A FORMER serviceman has been found guilty of sexually abusing two girls and a boy in the 1970s when they lived at a Cheshire children’s home.

David Royle, 60, who served in both the Royal Navy and RAF, had denied 18 charges, including three of rape against one of the girls, while they were all in care at Newton Hall in Frodsham.

But a jury at Chester Crown Court convicted him on all counts apart from rape following a day of deliberations yesterday.

The 15 guilty verdicts were by a majority of 11 to one with a hung jury on the three rape charges.

The Crown Prosecution Service has indicated it will not seek a retrial in relation to those allegations.

Judge Roger Dutton told Royle there was an “overwhelming likelihood” that he would receive an immediate prison term, but granted him bail until the sentencing hearing on September 12.

The three victims – who cannot be identified for legal reasons – were said to be between nine and 14 at the time of the offences. Royle was aged between 14 and 16.

During the course of the trial last week the female victims told the jury the defendant would sneak into their bedroom after lights-out and abuse them. This happened three to four times a week for two years.

The male complainant said Royle used to climb into his bed late at night or early in the morning to molest him.

Two of the victims also told jurors that sexual, physical and psychological abuse by older children and staff members was widespread at the home.

Victims did not speak out due to the fear of repercussions from staff if the National Children’s Home organisation (NCH) was “brought into disrepute”.

Royle’s offending emerged after one of the girls – now an adult – got in touch with the male complainant via Facebook between 2014 and 2016 and discovered Royle had subjected him to a similar ordeal.

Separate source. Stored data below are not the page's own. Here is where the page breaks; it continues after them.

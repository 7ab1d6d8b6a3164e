// src/buffer/mod.rs

//! Bounded circular byte buffers.
//!
//! Two layers:
//! - [`ring`] is the plain single-owner ring buffer: split read/write
//!   cursors, wrap-around, partial writes, closed-state semantics. No
//!   locking; mutation goes through `&mut self`.
//! - [`shared`] is the producer/consumer form of the same layout: one lock
//!   per role plus an atomic occupancy counter, with condition variables for
//!   "space free" and "data ready". This is what the stream pipe is built
//!   from.

pub mod ring;
pub mod shared;

pub use ring::RingBuffer;
pub use shared::{BufferReader, BufferWriter, pair};
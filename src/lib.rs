// src/lib.rs

//! Uniform command execution against heterogeneous hosts.
//!
//! The crate has three layers:
//!
//! - [`buffer`]: bounded circular byte buffers, including the dual-lock
//!   producer/consumer form.
//! - [`pipe`]: the execution result channel (out/err buffers plus a
//!   single-assignment exit-status cell) connecting a process driver to the
//!   execute API.
//! - [`entity`] and [`exec`]: execution targets behind one trait, and the
//!   repeated-execution schedule (count, interval, TTL) on top of them.
//!
//! A one-shot run looks like:
//!
//! ```no_run
//! use std::sync::Arc;
//! use hostlink::{LocalShell, RepeatOptions, execute_repeated};
//!
//! # async fn demo() -> anyhow::Result<()> {
//! let host = Arc::new(LocalShell::new());
//! let mut run = execute_repeated(host, "echo hello", RepeatOptions::default());
//! while let Some(result) = run.next().await {
//!     let output = result?;
//!     print!("{}", output.stdout_lossy());
//! }
//! # Ok(())
//! # }
//! ```

pub mod buffer;
pub mod config;
pub mod entity;
pub mod errors;
pub mod exec;
pub mod logging;
pub mod pipe;

pub use buffer::{BufferReader, BufferWriter, RingBuffer};
pub use entity::{Entity, ExecOutput, LocalShell};
pub use errors::{BufferError, ExecError, PipeError};
pub use exec::{RepeatOptions, RepeatRun, TimeoutPolicy, execute_repeated};
pub use pipe::{PipeConsumer, PipeProducer, StatusSender, stream_pipe};
// src/logging.rs

//! Logging setup for `hostlink` using `tracing` + `tracing-subscriber`.
//!
//! Priority for determining the log level:
//! 1. explicit level passed by the embedding application (if provided)
//! 2. `HOSTLINK_LOG` environment variable (e.g. "info", "debug")
//! 3. default to `info`

use anyhow::Result;
use tracing_subscriber::fmt;

/// Initialise global logging subscriber.
///
/// Safe to call once at startup.
pub fn init_logging(level: Option<tracing::Level>) -> Result<()> {
    let level = match level {
        Some(lvl) => lvl,
        None => std::env::var("HOSTLINK_LOG")
            .ok()
            .and_then(|s| parse_level_str(&s))
            .unwrap_or(tracing::Level::INFO),
    };

    // `init()` does not return a Result, so this cannot fail at runtime
    // (if called more than once, it will panic; call it once in main).
    fmt()
        .with_max_level(level)
        .with_target(true)
        .with_thread_ids(false)
        .with_thread_names(false)
        .init();

    Ok(())
}

fn parse_level_str(s: &str) -> Option<tracing::Level> {
    match s.trim().to_lowercase().as_str() {
        "error" => Some(tracing::Level::ERROR),
        "warn" | "warning" => Some(tracing::Level::WARN),
        "info" => Some(tracing::Level::INFO),
        "debug" => Some(tracing::Level::DEBUG),
        "trace" => Some(tracing::Level::TRACE),
        _ => None,
    }
}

Complaints were made to police and the three victims were interviewed before Royle was charged.

In a video recording of her police interview, played to the court during the trial, one victim said: “I thought it was time to draw a line under things.”

In police interviews Royle, who now lives at Bracken Court, Harworth, Doncaster, South Yorkshire, denied the allegations of sexual abuse, describing them as “imaginative fiction”.

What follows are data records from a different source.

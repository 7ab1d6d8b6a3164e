// src/exec/mod.rs

//! Repeated-execution layer.
//!
//! This module drives N (or unbounded) invocations of an entity's
//! single-shot execute operation, honoring a fixed inter-iteration interval
//! and an overall time-to-live.
//!
//! - [`repeat`] owns the iteration state machine and the two consumption
//!   modes: an inline lazy sequence pulled with `next().await`, and a
//!   background loop feeding an `mpsc` channel the caller polls.

pub mod repeat;

pub use repeat::{RepeatOptions, RepeatRun, TimeoutPolicy, execute_repeated};
#![cfg(unix)]

use std::sync::Arc;
use std::time::{Duration, Instant};

use hostlink::errors::ExecError;
use hostlink::{Entity, LocalShell, RepeatOptions, execute_repeated};

#[tokio::test]
async fn echo_round_trip() {
    let host = LocalShell::new();
    let output = host
        .execute("echo hello", None)
        .await
        .expect("execute failed");

    assert_eq!(output.stdout_lossy(), "hello\n");
    assert!(output.stderr.is_empty());
    assert_eq!(output.exit_code, 0);
    assert!(output.success());
}

#[tokio::test]
async fn nonzero_exit_code_is_reported() {
    let host = LocalShell::new();
    let output = host.execute("exit 7", None).await.expect("execute failed");

    assert_eq!(output.exit_code, 7);
    assert!(!output.success());
}

#[tokio::test]
async fn stderr_is_captured_separately() {
    let host = LocalShell::new();
    let output = host
        .execute("echo oops >&2", None)
        .await
        .expect("execute failed");

    assert!(output.stdout.is_empty());
    assert_eq!(output.stderr_lossy(), "oops\n");
    assert_eq!(output.exit_code, 0);
}

#[tokio::test]
async fn unknown_command_fails_inside_the_shell() {
    // The shell itself spawns fine; the failure surfaces as its exit code.
    let host = LocalShell::new();
    let output = host
        .execute("definitely-not-a-command-7f3a", None)
        .await
        .expect("execute failed");

    assert_eq!(output.exit_code, 127);
}

#[tokio::test]
async fn output_larger_than_buffer_capacity_streams_through() {
    // 1 KiB channels force the pump threads to block while the consumer
    // drains; nothing may be lost or reordered.
    let host = LocalShell::new().with_capacity(1024);
    let output = host
        .execute("seq 1 20000", None)
        .await
        .expect("execute failed");

    assert_eq!(output.exit_code, 0);
    let text = output.stdout_lossy();
    assert_eq!(text.lines().count(), 20000);
    assert!(text.starts_with("1\n2\n"));
    assert!(text.ends_with("19999\n20000\n"));
}

#[tokio::test]
async fn timeout_kills_a_hanging_command() {
    let host = LocalShell::new();
    let started = Instant::now();

    let err = host
        .execute("sleep 30", Some(Duration::from_millis(200)))
        .await
        .unwrap_err();

    assert!(matches!(err, ExecError::Timeout(_)));
    assert!(started.elapsed() < Duration::from_secs(5));
}

#[tokio::test]
async fn timeout_applies_when_child_closes_its_pipes_and_lingers() {
    // The child sheds both output pipes immediately, so the channels hit
    // end-of-stream long before the deadline while the process itself keeps
    // running. This must still be a timeout, and the child must be killed.
    let host = LocalShell::new();
    let started = Instant::now();

    let err = host
        .execute("exec 1>&- 2>&-; sleep 30", Some(Duration::from_millis(300)))
        .await
        .unwrap_err();

    assert!(matches!(err, ExecError::Timeout(_)));
    assert!(started.elapsed() < Duration::from_secs(5));
}

#[tokio::test]
async fn repeated_shell_execution_end_to_end() {
    let host = Arc::new(LocalShell::new());
    let mut run = execute_repeated(
        host,
        "echo tick",
        RepeatOptions {
            count: 3,
            ..Default::default()
        },
    );

    let mut outputs = Vec::new();
    while let Some(result) = run.next().await {
        outputs.push(result.expect("iteration failed"));
    }

    assert_eq!(outputs.len(), 3);
    for output in outputs {
        assert_eq!(output.stdout_lossy(), "tick\n");
        assert_eq!(output.exit_code, 0);
    }
}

Giving evidence in court, he admitted creeping into a female-only bedroom and touching one girl on the legs and stomach but denied touching her genitals.

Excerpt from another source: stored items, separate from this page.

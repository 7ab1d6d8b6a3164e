// src/config/validate.rs

use std::str::FromStr;

use anyhow::{Context, Result, anyhow};

use crate::config::model::ConfigFile;
use crate::exec::TimeoutPolicy;

/// Run basic semantic validation against a loaded configuration.
///
/// This checks:
/// - `buffer.capacity >= 1`
/// - `exec.on_timeout` is a valid policy ("abort" or "continue")
/// - `exec.timeout_secs`, if present, is non-zero
///
/// `repeat.count` is deliberately unconstrained: negative means unbounded
/// and zero is the valid "run nothing" configuration.
pub fn validate_config(cfg: &ConfigFile) -> Result<()> {
    validate_buffer(cfg)?;
    validate_exec(cfg)?;
    Ok(())
}

fn validate_buffer(cfg: &ConfigFile) -> Result<()> {
    if cfg.buffer.capacity == 0 {
        return Err(anyhow!("[buffer].capacity must be >= 1 (got 0)"));
    }
    Ok(())
}

fn validate_exec(cfg: &ConfigFile) -> Result<()> {
    TimeoutPolicy::from_str(&cfg.exec.on_timeout)
        .map_err(|e| anyhow!(e))
        .context("invalid [exec].on_timeout")?;

    if cfg.exec.timeout_secs == Some(0) {
        return Err(anyhow!(
            "[exec].timeout_secs must be >= 1 when set (omit it for no timeout)"
        ));
    }

    Ok(())
}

Under cross-examination from prosecutor Matthew Corbett Jones, he conceded the touching must have been sexually motivated but said it was done out of adolescent curiosity.

He said: “I knew it wasn’t right. It was naughty if you like. I was curious and inquisitive.”

Asked by defence barrister Edward Moss why she never made a complaint to staff about the abuse, the eldest female complainant said: “The NCH is shrouded in religion and punishment and you didn’t put [it] into disrepute. This would have put the NCH into disrepute.

“The NCH was an organisation, a Christian Methodist organisation, and there was a lot of abuse going on at the children’s home. It wasn’t just the staff, it was the [older children] as well. No-one ever talked about it. It’s only coming out now because people are listening to us and believing us.”

She also told the jury she had asked the Citizens Advice Bureau about pressing charges in the late 1990s but was told the case “wouldn’t stand up in court” as they were all minors at the time.